6 min read

The role of UX in designing learning flows

While learning is important, it is not something that people do willingly. They find excuses to delay starting off on a course, convince themselves it isn’t necessary and like resolutions, will put it off eternally to ‘tomorrow’ if possible!

When they do end up making the attempt, the interface should draw them in. We’ve all been scarred to some degree, by our experience of early education. It was always a slog, never something to look forward to.

So, bringing learners on board and helping them progress is one of the prime requirements of designing e-learning modules. The UX plays an important but unobtrusive role.

UX and Instructional Design should work like Yin and Yang

Instructional designers can work out the components of a course and the content to be delivered. There may be parts of it that require reinforcement or deeper explanations. But how it should come across to a learner is the job of the UX designer.

There are several aspects to how learners perceive the depth of content. If the words are tightly packed and seem to flow endlessly, it looks intimidating. Where the flow should be interrupted, how the experience should differ on different devices, and how infographic or illustration can add to comprehension should be explored.

Learners will begin by devoting more attention to the course than they would during a casual social media browsing session. It is important that the thread of attention and layering the information works seamlessly.

They should be drawn into exploring the subject further. Determine the points of interest and plot them so that they find the exploration interesting.

Course development is a moving target

In academic institutions, there is a great deal of emphasis on overall learning and delving into a subject in detail. Some of these concepts are useful but others have little connection to reality in a business environment. L&D managers have to wrestle with what’s useful and identify what’s important to know from a market perspective.

There has been a conscious shift towards making courses shorter and delivering learning in bite-sized quantities that can be easily deployed. All of this is true, but it needs to be done within a framework that employees understand and relate to.

For example, in a bank, when a new policy impacts operations at customer interaction points, it is important to get the employees involved up to speed on what the implications are and how they ought to deal with customers.

Rather than a general course on customer management, it is important for them to understand what has changed, how customers need to be informed, and how to answer questions that will come up.

Structuring a course around this is one aspect of the requirement.
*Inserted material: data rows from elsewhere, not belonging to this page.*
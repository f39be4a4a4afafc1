//! Minimal interactive chat client for the hub.
//!
//! Every line typed on stdin is sent as a `CHAT_MESSAGE`; every envelope
//! received from the hub is printed. Type `quit` or `exit` to leave.
//!
//! ```text
//! HUB_CLIENT_URL=ws://127.0.0.1:8080/ws cargo run -p hub-server --example ws_client
//! ```

use std::env;
use std::error::Error;

use futures::{SinkExt, StreamExt};
use hub_protocol::{ChatPayload, Envelope, MessageType};
use tokio::io::{AsyncBufReadExt, BufReader};
use tokio_tungstenite::connect_async;
use tokio_tungstenite::tungstenite::Message;

#[tokio::main]
async fn main() -> Result<(), Box<dyn Error>> {
    let url = env::var("HUB_CLIENT_URL").unwrap_or_else(|_| "ws://127.0.0.1:8080/ws".to_string());
    let nickname = env::var("HUB_CLIENT_NAME").unwrap_or_else(|_| "anonymous".to_string());

    println!("Connecting to {}...", url);
    let (socket, _) = connect_async(url.as_str()).await?;
    println!("Connected. Type a chat line, or 'quit' to leave.\n");

    let (mut write, mut read) = socket.split();

    // Reader task: print whatever the hub sends us.
    let reader = tokio::spawn(async move {
        while let Some(msg) = read.next().await {
            match msg {
                Ok(Message::Text(text)) => match Envelope::decode(text.as_str().as_bytes()) {
                    Ok(env) => println!(
                        "<< [{}] {}: {}",
                        env.kind(),
                        env.player_id(),
                        env.raw_payload()
                    ),
                    Err(_) => println!("<< {}", text.as_str()),
                },
                Ok(Message::Close(_)) => {
                    println!("Server closed the connection.");
                    break;
                }
                Ok(_) => {}
                Err(e) => {
                    eprintln!("Read error: {}", e);
                    break;
                }
            }
        }
    });

    let mut lines = BufReader::new(tokio::io::stdin()).lines();
    while let Some(line) = lines.next_line().await? {
        let line = line.trim();
        if line.is_empty() {
            continue;
        }
        if line.eq_ignore_ascii_case("quit") || line.eq_ignore_ascii_case("exit") {
            break;
        }

        let env = Envelope::new(
            MessageType::ChatMessage,
            nickname.as_str(),
            &ChatPayload { text: line.to_string() },
        )?;
        write.send(Message::text(env.encode()?)).await?;
    }

    write.close().await?;
    reader.abort();
    println!("Bye.");
    Ok(())
}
The other is to use UX so that employees understand the changes clearly enough to be able to handle it with customers. Simply providing the information in an easy-to-read format, either in an email or a set of internal missives will not achieve the desired objectives.
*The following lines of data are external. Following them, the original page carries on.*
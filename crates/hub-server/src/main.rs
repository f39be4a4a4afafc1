//! WebSocket server for the real-time session hub.

use hub_server::config::Config;
use hub_server::server;
use tracing_subscriber::EnvFilter;

#[tokio::main]
async fn main() -> anyhow::Result<()> {
    let filter = EnvFilter::try_from_default_env().unwrap_or_else(|_| EnvFilter::new("info"));
    tracing_subscriber::fmt().with_env_filter(filter).init();

    let config = Config::from_env()?;

    tracing::info!(
        addr = %config.socket_addr_string(),
        max_participants = config.max_participants,
        idle_timeout_secs = config.idle_timeout.as_secs(),
        "Starting hub-server"
    );

    server::run(config).await
}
Perceptive UX improves stickiness and user retention

Every step of the design, from navigation, search and information discovery needs to be thought through. The fewer the number of clicks involved, the easier it is to remove points of confusion. Every click involves a decision to be made by the learner.
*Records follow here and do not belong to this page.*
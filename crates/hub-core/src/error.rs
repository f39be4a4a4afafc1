//! Error types for the hub core.
//!
//! None of these are fatal to the process. Per-message and per-recipient
//! errors are logged where they happen; only a [`TransportError`] on a
//! participant's own stream ends that participant's session.

use hub_protocol::ProtocolError;
use thiserror::Error;

use crate::participant::ParticipantId;

/// Failure of a receive or send on a connection handle.
#[derive(Debug, Clone, PartialEq, Eq, Error)]
pub enum TransportError {
    /// The handle was closed, by us or by the peer.
    #[error("connection closed")]
    Closed,

    /// Any other transport-level failure.
    #[error("transport failure: {0}")]
    Failed(String),
}

/// Errors surfaced by the registry, dispatcher and hub.
#[derive(Debug, Error)]
pub enum HubError {
    /// The registry is at capacity. The attempt is final; retry later.
    #[error("hub is full ({max} participants)")]
    Capacity { max: usize },

    /// A live participant already owns this identity.
    #[error("participant {0} is already registered")]
    DuplicateIdentity(ParticipantId),

    /// No participant with this identity is registered (any more).
    #[error("participant {0} not found")]
    NotFound(ParticipantId),

    /// Inbound bytes could not be decoded into an envelope.
    #[error("malformed envelope: {0}")]
    MalformedEnvelope(#[source] ProtocolError),

    /// Payload decoding or envelope encoding failed.
    #[error(transparent)]
    Protocol(#[from] ProtocolError),

    #[error(transparent)]
    Transport(#[from] TransportError),
}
Planning the UX is much like mapping out the chapters in a book before it is written. The structure that holds the content must be in place before the design begins.

When this is plotted and researched in the initial phase, testing will reveal where people comprehend things without any assistance and where they have issues. Handling them in advance makes for an intuitive learning experience.

Designers and learners think differently, and it is important not to make assumptions about what the learner will understand. Designers are immersed in UX all the time and know their way around interfaces, even the complex ones – unlike learners who may be stopped in their tracks by an unfamiliar icon or instruction.

Taking what has worked offline and is already familiar is a good starting point. The early file systems on a computer were adapted from an office environment and from processes people already knew. But navigating by pointing and clicking or now, touch, was unfamiliar and people had to be eased into learning about how it worked. That’s where similarities and differences overlap and must be factored in – what people know and what they will have to learn.

How Impelsys approaches UX in L&D projects

We look at the overall learning requirements first and what needs to be achieved. Content development and structure is an important aspect of mapping out the requirements.

However, we also emphasize the need for an easy-to-follow and understand UX methodology and a consistent feel across devices, so that learners can easily transition from one screen to another.

We focus on reducing the number of clicks to get through a topic or subject and reduce the need for making decisions when progressing through a course. To the learner, being able to go over material intuitively and pick up from where they left off helps course completion and comprehension.

We’ve observed that good quality content is the starting point but over and above that, layers of delivery must be thought through and implemented. With the need to factor in several device formats, right from desktops to mobile, the experience needs to be engaging enough to keep learners progressing.

The application of UX principles for navigation, search and information dissemination follows intuitive options that users can easily identify with

Impelsys works with L&D teams from companies to put in evaluation methods and progress parameters to ensure that a company’s learning objectives are achieved.

We also ensure military quality DRM to safeguard the company’s proprietary learning tools and information. And while companies may have some of these skills in-house, building a suite of all necessary skills is both expensive and hard to maintain.

Impelsys has built the platform and iterated it through experiences with global customers. And that’s the core of expertise we bring to every aspect of developing the learning experience.